Stored items
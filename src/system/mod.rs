//! System validation
//!
//! Pre-flight checks that the host meets the node agent's prerequisites.
//! The checks run in a separate process (`--system-validate-mode`, see
//! [`reexec`]) so a conformance run can chroot into the host filesystem
//! first without affecting the test process.
//!
//! Every path is resolved below a root directory, so the same checks work
//! against `/`, against the chrooted `/rootfs`, and against a fake tree in
//! tests.
//!
//! # Report Format
//!
//! ```text
//! OS: Linux
//! KERNEL_VERSION: 5.15.0-91-generic
//! CGROUPS_CPU: enabled
//! CGROUPS_MEMORY: missing (FAIL)
//! RUNTIME: /usr/bin/docker
//! ```

pub mod chroot;
pub mod locksmithd;
pub mod reexec;

use crate::error::HarnessError;
use anyhow::Result;
use std::fs;
use std::path::PathBuf;

/// Mount point of the host root filesystem in containerized conformance runs
pub const ROOTFS: &str = "/rootfs";

/// Outcome of one check
#[derive(Debug, Clone, Copy, PartialEq, Eq)]
pub enum CheckStatus {
    Pass,
    Fail,
}

/// One line of the validation report
#[derive(Debug, Clone, PartialEq, Eq)]
pub struct CheckResult {
    pub name: String,
    pub value: String,
    pub status: CheckStatus,
}

impl CheckResult {
    fn pass(name: impl Into<String>, value: impl Into<String>) -> Self {
        Self {
            name: name.into(),
            value: value.into(),
            status: CheckStatus::Pass,
        }
    }

    fn fail(name: impl Into<String>, value: impl Into<String>) -> Self {
        Self {
            name: name.into(),
            value: value.into(),
            status: CheckStatus::Fail,
        }
    }
}

/// All check results of a validation run
#[derive(Debug, Clone, Default)]
pub struct ValidationReport {
    pub results: Vec<CheckResult>,
}

impl ValidationReport {
    pub fn passed(&self) -> bool {
        self.results.iter().all(|r| r.status == CheckStatus::Pass)
    }

    pub fn failures(&self) -> Vec<&CheckResult> {
        self.results
            .iter()
            .filter(|r| r.status == CheckStatus::Fail)
            .collect()
    }

    /// Render the report, one `NAME: value` line per check
    pub fn render(&self) -> String {
        let mut out = String::new();
        for result in &self.results {
            let marker = match result.status {
                CheckStatus::Pass => "",
                CheckStatus::Fail => " (FAIL)",
            };
            out.push_str(&format!("{}: {}{}\n", result.name, result.value, marker));
        }
        out
    }
}

/// Host prerequisite checker
#[derive(Debug, Clone)]
pub struct SystemValidator {
    /// Root every absolute path is resolved under
    root: PathBuf,
    /// Cgroup subsystems that must be enabled
    cgroup_subsystems: Vec<String>,
    /// Container runtime binary that must be present
    runtime: Option<String>,
    /// Directories searched for the runtime binary
    search_path: Vec<PathBuf>,
}

impl SystemValidator {
    pub fn new(root: impl Into<PathBuf>) -> Self {
        let search_path = std::env::var_os("PATH")
            .map(|p| std::env::split_paths(&p).collect())
            .unwrap_or_else(|| vec![PathBuf::from("/usr/bin"), PathBuf::from("/bin")]);

        Self {
            root: root.into(),
            cgroup_subsystems: Vec::new(),
            runtime: None,
            search_path,
        }
    }

    pub fn with_cgroup_subsystems(mut self, subsystems: Vec<String>) -> Self {
        self.cgroup_subsystems = subsystems;
        self
    }

    pub fn with_runtime(mut self, runtime: Option<String>) -> Self {
        self.runtime = runtime;
        self
    }

    pub fn with_search_path(mut self, search_path: Vec<PathBuf>) -> Self {
        self.search_path = search_path;
        self
    }

    /// Run every check
    pub fn validate(&self) -> ValidationReport {
        let mut report = ValidationReport::default();
        report.results.push(self.check_os());
        report.results.push(self.check_kernel());
        report.results.extend(self.check_cgroups());
        if let Some(result) = self.check_runtime() {
            report.results.push(result);
        }
        report
    }

    fn resolve(&self, path: &str) -> PathBuf {
        self.root.join(path.trim_start_matches('/'))
    }

    fn read(&self, path: &str) -> Option<String> {
        fs::read_to_string(self.resolve(path)).ok()
    }

    fn check_os(&self) -> CheckResult {
        match self.read("/proc/sys/kernel/ostype") {
            Some(os) if os.trim() == "Linux" => CheckResult::pass("OS", "Linux"),
            Some(os) => CheckResult::fail("OS", os.trim()),
            None => CheckResult::fail("OS", "unknown"),
        }
    }

    fn check_kernel(&self) -> CheckResult {
        let release = match self.read("/proc/sys/kernel/osrelease") {
            Some(release) => release.trim().to_string(),
            None => return CheckResult::fail("KERNEL_VERSION", "unknown"),
        };

        if kernel_release_supported(&release) {
            CheckResult::pass("KERNEL_VERSION", release)
        } else {
            CheckResult::fail("KERNEL_VERSION", release)
        }
    }

    fn check_cgroups(&self) -> Vec<CheckResult> {
        let contents = self.read("/proc/cgroups").unwrap_or_default();
        let enabled = enabled_cgroup_subsystems(&contents);

        self.cgroup_subsystems
            .iter()
            .map(|subsystem| {
                let name = format!("CGROUPS_{}", subsystem.to_uppercase());
                if enabled.iter().any(|s| s == subsystem) {
                    CheckResult::pass(name, "enabled")
                } else {
                    CheckResult::fail(name, "missing")
                }
            })
            .collect()
    }

    fn check_runtime(&self) -> Option<CheckResult> {
        let runtime = self.runtime.as_ref()?;

        let found = self
            .search_path
            .iter()
            .map(|dir| self.resolve(&dir.join(runtime).to_string_lossy()))
            .find(|candidate| candidate.is_file());

        Some(match found {
            Some(path) => CheckResult::pass("RUNTIME", path.to_string_lossy()),
            None => CheckResult::fail("RUNTIME", format!("{} not found", runtime)),
        })
    }
}

/// Kernel 3.10 or newer
pub fn kernel_release_supported(release: &str) -> bool {
    let mut parts = release.split(|c: char| c == '.' || c == '-');
    let major = parts.next().and_then(|p| p.parse::<u32>().ok());
    let minor = parts.next().and_then(|p| {
        let digits: String = p.chars().take_while(|c| c.is_ascii_digit()).collect();
        digits.parse::<u32>().ok()
    });

    match (major, minor) {
        (Some(major), _) if major > 3 => true,
        (Some(3), Some(minor)) => minor >= 10,
        _ => false,
    }
}

/// Subsystem names marked enabled in `/proc/cgroups`
///
/// ```text
/// #subsys_name    hierarchy       num_cgroups     enabled
/// cpuset  0       1       1
/// ```
pub fn enabled_cgroup_subsystems(contents: &str) -> Vec<String> {
    contents
        .lines()
        .filter(|line| !line.starts_with('#'))
        .filter_map(|line| {
            let fields: Vec<&str> = line.split_whitespace().collect();
            if fields.len() >= 4 && fields[3] == "1" {
                Some(fields[0].to_string())
            } else {
                None
            }
        })
        .collect()
}

/// Run the validator, print its report and fail if any check failed
pub fn validate(validator: &SystemValidator) -> Result<()> {
    let report = validator.validate();
    print!("{}", report.render());

    if !report.passed() {
        let failed: Vec<String> = report
            .failures()
            .iter()
            .map(|r| format!("{}={}", r.name, r.value))
            .collect();
        return Err(HarnessError::ValidationFailed(failed.join(", ")).into());
    }

    Ok(())
}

= WHAT YOU HAVE TO DO =
The records are above. How many lines in them contain the word "reexec"? Give the number alone.

= WORKED SOLUTION =
2